WORKING DATA START

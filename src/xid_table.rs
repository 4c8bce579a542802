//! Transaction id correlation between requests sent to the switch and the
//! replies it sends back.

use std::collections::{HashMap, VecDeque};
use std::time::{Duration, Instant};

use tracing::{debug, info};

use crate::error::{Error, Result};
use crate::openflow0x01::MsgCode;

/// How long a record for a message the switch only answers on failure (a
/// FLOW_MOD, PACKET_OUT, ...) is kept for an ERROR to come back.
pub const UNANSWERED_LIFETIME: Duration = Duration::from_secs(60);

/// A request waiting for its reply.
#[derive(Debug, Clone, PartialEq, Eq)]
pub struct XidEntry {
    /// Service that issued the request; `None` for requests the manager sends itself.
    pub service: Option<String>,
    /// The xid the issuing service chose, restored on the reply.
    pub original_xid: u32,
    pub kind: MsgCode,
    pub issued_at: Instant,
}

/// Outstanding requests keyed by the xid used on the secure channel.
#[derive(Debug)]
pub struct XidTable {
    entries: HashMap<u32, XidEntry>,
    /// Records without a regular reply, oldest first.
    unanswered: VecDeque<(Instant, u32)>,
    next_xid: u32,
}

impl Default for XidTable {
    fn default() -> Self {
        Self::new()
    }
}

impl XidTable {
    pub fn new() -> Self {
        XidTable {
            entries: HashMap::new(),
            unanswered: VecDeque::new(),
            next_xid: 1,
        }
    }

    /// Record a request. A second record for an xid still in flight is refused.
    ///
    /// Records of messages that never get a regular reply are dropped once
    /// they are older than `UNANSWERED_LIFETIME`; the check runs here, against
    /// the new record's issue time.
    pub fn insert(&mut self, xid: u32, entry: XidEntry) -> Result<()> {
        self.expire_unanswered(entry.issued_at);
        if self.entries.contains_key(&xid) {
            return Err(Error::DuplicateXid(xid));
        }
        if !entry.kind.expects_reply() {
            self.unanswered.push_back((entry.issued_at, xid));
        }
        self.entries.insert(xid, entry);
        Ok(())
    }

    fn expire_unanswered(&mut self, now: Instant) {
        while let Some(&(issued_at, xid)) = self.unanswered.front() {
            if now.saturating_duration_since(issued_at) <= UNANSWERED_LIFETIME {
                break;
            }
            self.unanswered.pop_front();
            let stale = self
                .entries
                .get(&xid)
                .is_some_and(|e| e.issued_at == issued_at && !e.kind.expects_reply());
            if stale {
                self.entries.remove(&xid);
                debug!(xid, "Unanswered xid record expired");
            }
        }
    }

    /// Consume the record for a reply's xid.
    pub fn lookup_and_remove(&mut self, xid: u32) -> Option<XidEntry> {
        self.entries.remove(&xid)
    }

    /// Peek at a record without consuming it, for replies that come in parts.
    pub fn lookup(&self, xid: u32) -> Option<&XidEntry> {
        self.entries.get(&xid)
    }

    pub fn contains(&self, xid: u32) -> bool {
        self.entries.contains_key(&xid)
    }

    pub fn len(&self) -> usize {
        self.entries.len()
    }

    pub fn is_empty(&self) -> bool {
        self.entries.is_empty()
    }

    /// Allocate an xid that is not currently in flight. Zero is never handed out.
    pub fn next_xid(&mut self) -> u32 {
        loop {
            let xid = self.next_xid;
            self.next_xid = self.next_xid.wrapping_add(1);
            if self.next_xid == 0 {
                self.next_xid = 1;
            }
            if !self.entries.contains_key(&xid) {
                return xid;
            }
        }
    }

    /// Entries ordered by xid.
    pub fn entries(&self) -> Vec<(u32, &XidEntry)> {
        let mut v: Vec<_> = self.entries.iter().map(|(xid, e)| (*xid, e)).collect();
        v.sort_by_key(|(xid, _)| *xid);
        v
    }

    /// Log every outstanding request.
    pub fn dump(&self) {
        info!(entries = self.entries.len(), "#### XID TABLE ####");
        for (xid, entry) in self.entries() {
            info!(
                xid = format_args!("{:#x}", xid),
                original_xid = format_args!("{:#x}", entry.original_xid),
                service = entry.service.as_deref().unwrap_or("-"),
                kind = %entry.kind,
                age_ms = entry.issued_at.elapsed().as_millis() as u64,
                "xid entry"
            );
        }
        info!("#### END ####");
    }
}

WORKING DATA END
WORKING DATA START

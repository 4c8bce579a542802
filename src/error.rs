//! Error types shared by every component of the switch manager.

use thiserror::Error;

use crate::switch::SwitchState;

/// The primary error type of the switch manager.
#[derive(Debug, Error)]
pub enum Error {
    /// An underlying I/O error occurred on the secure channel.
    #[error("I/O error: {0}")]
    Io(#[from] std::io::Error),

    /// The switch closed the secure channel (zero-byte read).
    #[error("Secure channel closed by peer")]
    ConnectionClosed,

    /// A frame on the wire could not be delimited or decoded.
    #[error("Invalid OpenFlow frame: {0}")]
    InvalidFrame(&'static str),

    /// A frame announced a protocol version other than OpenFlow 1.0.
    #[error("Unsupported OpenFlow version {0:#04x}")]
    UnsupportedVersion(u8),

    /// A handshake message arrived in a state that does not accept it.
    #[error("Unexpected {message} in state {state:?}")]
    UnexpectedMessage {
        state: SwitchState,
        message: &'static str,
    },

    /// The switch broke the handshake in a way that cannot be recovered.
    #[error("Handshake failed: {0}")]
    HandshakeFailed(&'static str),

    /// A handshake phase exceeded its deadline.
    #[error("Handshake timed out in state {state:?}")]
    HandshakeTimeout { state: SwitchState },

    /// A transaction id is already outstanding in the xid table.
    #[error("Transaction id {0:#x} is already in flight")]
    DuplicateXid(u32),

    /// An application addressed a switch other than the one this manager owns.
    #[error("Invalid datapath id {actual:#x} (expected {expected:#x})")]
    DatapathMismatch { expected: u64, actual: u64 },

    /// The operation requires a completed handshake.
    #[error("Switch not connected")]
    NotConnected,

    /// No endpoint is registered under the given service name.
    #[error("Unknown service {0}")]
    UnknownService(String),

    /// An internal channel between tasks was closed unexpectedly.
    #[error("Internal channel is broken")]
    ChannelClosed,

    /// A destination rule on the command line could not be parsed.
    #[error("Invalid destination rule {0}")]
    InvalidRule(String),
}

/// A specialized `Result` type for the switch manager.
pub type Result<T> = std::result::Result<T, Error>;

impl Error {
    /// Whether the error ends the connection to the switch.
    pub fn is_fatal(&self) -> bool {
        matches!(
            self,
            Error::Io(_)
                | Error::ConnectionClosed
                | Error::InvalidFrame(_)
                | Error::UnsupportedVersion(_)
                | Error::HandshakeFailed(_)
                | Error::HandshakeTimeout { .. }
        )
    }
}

WORKING DATA END

TASK TO COMPLETE ->
Where a line of the listing holds the string "Result", copy that line.

EXPECTED ANSWER ->
use crate::error::{Error, Result};
    pub fn insert(&mut self, xid: u32, entry: XidEntry) -> Result<()> {
/// A specialized `Result` type for the switch manager.
pub type Result<T> = std::result::Result<T, Error>;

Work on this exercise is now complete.